The cause was cancer, William J. Cone Jr., a lawyer for Ms. Harris, said in a statement.

Ms. Harris first entered the pop culture zeitgeist in the late ’90s, arriving with a humble set of tools built for late-night TV audiences: a deck of tarot cards, a skeptical facial expression and an oft-uttered catchphrase — “Call me now!” 

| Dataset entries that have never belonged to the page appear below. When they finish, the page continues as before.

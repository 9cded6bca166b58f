//! Partition and graph metadata
//!
//! - `store`: durable ordered key-value access (RocksDB or in-memory)
//! - `cache`: in-memory index for point and routing-code lookups
//! - `partition`: the service that keeps both consistent

pub mod cache;
pub mod partition;
pub mod store;
pub mod types;

pub use cache::PartitionCache;
pub use partition::PartitionMeta;
pub use store::{MemStore, MetadataStore, RecordStore, RocksStore};
pub use types::{Graph, Partition, PartitionState, PartitionStats, Shard, ShardGroup, ShardRole};
//! Persisted metadata records
//!
//! Stored with bincode under the keys built in [`crate::common::keys`].

use serde::{Deserialize, Serialize};

/// Lifecycle state shared by graphs, partitions and shard groups
#[derive(Debug, Clone, Copy, Default, PartialEq, Eq, Serialize, Deserialize)]
#[serde(rename_all = "lowercase")]
pub enum PartitionState {
    #[default]
    Unknown,
    Normal,
    Warn,
    Offline,
    Tombstone,
}

/// A named logical dataset split into partitions
#[derive(Debug, Clone, PartialEq, Eq, Serialize, Deserialize)]
pub struct Graph {
    pub graph_name: String,
    pub partition_count: u32,
    pub state: PartitionState,
}

impl Graph {
    pub fn new(graph_name: impl Into<String>, partition_count: u32) -> Self {
        Self {
            graph_name: graph_name.into(),
            partition_count,
            state: PartitionState::Normal,
        }
    }
}

#[derive(Debug, Clone, Copy, Default, PartialEq, Eq, Serialize, Deserialize)]
#[serde(rename_all = "lowercase")]
pub enum ShardRole {
    #[default]
    Follower,
    Leader,
    Learner,
}

/// One replica placement on a physical store
#[derive(Debug, Clone, PartialEq, Eq, Serialize, Deserialize)]
pub struct Shard {
    pub store_id: u64,
    pub role: ShardRole,
}

impl Shard {
    pub fn leader(store_id: u64) -> Self {
        Self {
            store_id,
            role: ShardRole::Leader,
        }
    }

    pub fn follower(store_id: u64) -> Self {
        Self {
            store_id,
            role: ShardRole::Follower,
        }
    }
}

/// Contiguous routing-range slice of one graph
///
/// `[start_key, end_key)` is the half-open interval of routing codes this
/// partition owns. The backing shard group has the same id as the partition.
#[derive(Debug, Clone, PartialEq, Eq, Serialize, Deserialize)]
pub struct Partition {
    pub graph_name: String,
    pub id: u32,
    pub version: u64,
    pub conf_ver: u64,
    pub start_key: u64,
    pub end_key: u64,
    pub shards: Vec<Shard>,
    pub state: PartitionState,
}

impl Partition {
    pub fn new(graph_name: impl Into<String>, id: u32, start_key: u64, end_key: u64) -> Self {
        Self {
            graph_name: graph_name.into(),
            id,
            version: 0,
            conf_ver: 0,
            start_key,
            end_key,
            shards: Vec::new(),
            state: PartitionState::Normal,
        }
    }

    /// Does this partition's routing interval contain `code`?
    pub fn contains(&self, code: u64) -> bool {
        self.start_key <= code && code < self.end_key
    }
}

/// Set of physical store placements backing one partition id
#[derive(Debug, Clone, PartialEq, Eq, Serialize, Deserialize)]
pub struct ShardGroup {
    pub id: u32,
    pub version: u64,
    pub conf_ver: u64,
    pub shards: Vec<Shard>,
    pub state: PartitionState,
}

impl ShardGroup {
    pub fn new(id: u32, shards: Vec<Shard>) -> Self {
        Self {
            id,
            version: 0,
            conf_ver: 0,
            shards,
            state: PartitionState::Normal,
        }
    }

    pub fn leader(&self) -> Option<&Shard> {
        self.shards.iter().find(|s| s.role == ShardRole::Leader)
    }
}

/// Runtime metrics reported for one partition id
///
/// A partition can serve several logical graphs; one copy is stored per
/// entry in `graph_names`.
#[derive(Debug, Clone, PartialEq, Eq, Serialize, Deserialize)]
pub struct PartitionStats {
    pub id: u32,
    pub graph_names: Vec<String>,
    pub leader: Option<Shard>,
    pub approximate_size: u64,
    pub approximate_keys: u64,
    pub state: PartitionState,
    pub timestamp: u64,
}
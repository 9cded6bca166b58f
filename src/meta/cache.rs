//! In-memory partition index
//!
//! Authoritative view of graphs, partitions and shard groups for one
//! process. Point lookups by `(graph, id)` and by routing code; every
//! mutation happens under one write guard so a reader never sees a
//! half-applied update.

use crate::meta::types::{Graph, Partition, Shard, ShardGroup};
use parking_lot::RwLock;
use std::collections::{BTreeMap, HashMap};

#[derive(Default)]
struct GraphPartitions {
    by_id: BTreeMap<u32, Partition>,
    /// start_key -> partition id
    by_start: BTreeMap<u64, u32>,
}

impl GraphPartitions {
    fn insert(&mut self, partition: Partition) {
        if let Some(old) = self.by_id.get(&partition.id) {
            if self.by_start.get(&old.start_key) == Some(&old.id) {
                self.by_start.remove(&old.start_key);
            }
        }
        self.by_start.insert(partition.start_key, partition.id);
        self.by_id.insert(partition.id, partition);
    }

    fn remove(&mut self, id: u32) -> Option<Partition> {
        let removed = self.by_id.remove(&id)?;
        if self.by_start.get(&removed.start_key) == Some(&id) {
            self.by_start.remove(&removed.start_key);
        }
        Some(removed)
    }

    fn find_by_code(&self, code: u64) -> Option<&Partition> {
        let (_, id) = self.by_start.range(..=code).next_back()?;
        self.by_id.get(id).filter(|p| p.contains(code))
    }
}

#[derive(Default)]
struct Index {
    graphs: HashMap<String, Graph>,
    partitions: HashMap<String, GraphPartitions>,
    shard_groups: HashMap<u32, ShardGroup>,
}

/// Partition cache shared by all readers and writers of one process
#[derive(Default)]
pub struct PartitionCache {
    index: RwLock<Index>,
}

impl PartitionCache {
    pub fn new() -> Self {
        Self::default()
    }

    // === Writes ===

    pub fn update_graph(&self, graph: Graph) {
        self.index.write().graphs.insert(graph.graph_name.clone(), graph);
    }

    pub fn update_partition(&self, partition: Partition) {
        self.index
            .write()
            .partitions
            .entry(partition.graph_name.clone())
            .or_default()
            .insert(partition);
    }

    pub fn update_shard_group(&self, group: ShardGroup) {
        self.index.write().shard_groups.insert(group.id, group);
    }

    pub fn remove(&self, graph_name: &str, id: u32) -> Option<Partition> {
        self.index
            .write()
            .partitions
            .get_mut(graph_name)
            .and_then(|parts| parts.remove(id))
    }

    /// Drop every partition of a graph; the graph record stays.
    pub fn remove_all(&self, graph_name: &str) -> usize {
        self.index
            .write()
            .partitions
            .remove(graph_name)
            .map_or(0, |parts| parts.by_id.len())
    }

    pub fn remove_graph(&self, graph_name: &str) -> Option<Graph> {
        self.index.write().graphs.remove(graph_name)
    }

    pub fn remove_shard_group(&self, id: u32) -> Option<ShardGroup> {
        self.index.write().shard_groups.remove(&id)
    }

    pub fn clear(&self) {
        *self.index.write() = Index::default();
    }

    // === Reads ===

    pub fn get_partition_by_id(&self, graph_name: &str, id: u32) -> Option<Partition> {
        self.index
            .read()
            .partitions
            .get(graph_name)
            .and_then(|parts| parts.by_id.get(&id).cloned())
    }

    /// Partition whose `[start_key, end_key)` contains `code`.
    pub fn get_partition_by_code(&self, graph_name: &str, code: u64) -> Option<Partition> {
        self.index
            .read()
            .partitions
            .get(graph_name)
            .and_then(|parts| parts.find_by_code(code).cloned())
    }

    /// Partitions of a graph ordered by id.
    pub fn get_partitions(&self, graph_name: &str) -> Vec<Partition> {
        self.index
            .read()
            .partitions
            .get(graph_name)
            .map(|parts| parts.by_id.values().cloned().collect())
            .unwrap_or_default()
    }

    /// Graphs ordered by name.
    pub fn get_graphs(&self) -> Vec<Graph> {
        let mut graphs: Vec<Graph> = self.index.read().graphs.values().cloned().collect();
        graphs.sort_by(|a, b| a.graph_name.cmp(&b.graph_name));
        graphs
    }

    pub fn get_graph(&self, graph_name: &str) -> Option<Graph> {
        self.index.read().graphs.get(graph_name).cloned()
    }

    pub fn has_graph(&self, graph_name: &str) -> bool {
        self.index.read().graphs.contains_key(graph_name)
    }

    pub fn get_shard_group(&self, id: u32) -> Option<ShardGroup> {
        self.index.read().shard_groups.get(&id).cloned()
    }

    pub fn has_shard_group(&self, id: u32) -> bool {
        self.index.read().shard_groups.contains_key(&id)
    }

    /// Shard groups ordered by id.
    pub fn get_shard_groups(&self) -> Vec<ShardGroup> {
        let mut groups: Vec<ShardGroup> =
            self.index.read().shard_groups.values().cloned().collect();
        groups.sort_by_key(|g| g.id);
        groups
    }

    /// Leader replica of the shard group backing `partition_id`.
    pub fn get_leader_shard(&self, partition_id: u32) -> Option<Shard> {
        self.index
            .read()
            .shard_groups
            .get(&partition_id)
            .and_then(|g| g.leader().cloned())
    }
}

As a vividly colored background swirled or candles burned, Miss Cleo sat and provided counsel to often-sheepish callers. Many of the commercials followed a cheating-lover theme:

“Who asked you to go out of town, the stupid young one or the married one?” she asked a caller in one commercial.

“The married one,” the caller answered.

“That’s what me thought,” Miss Cleo said with a knowing nod. 

The commercials made her a star of the Psychic Readers Network. The Miss Cleo character also inspired spoofs on late-night TV and gave Ms. Harris other business opportunities, including a book, Keepin’ It Real: A Practical Guide for Spiritual Living. She voiced a character in a 2002 video game, Grand Theft Auto: Vice City.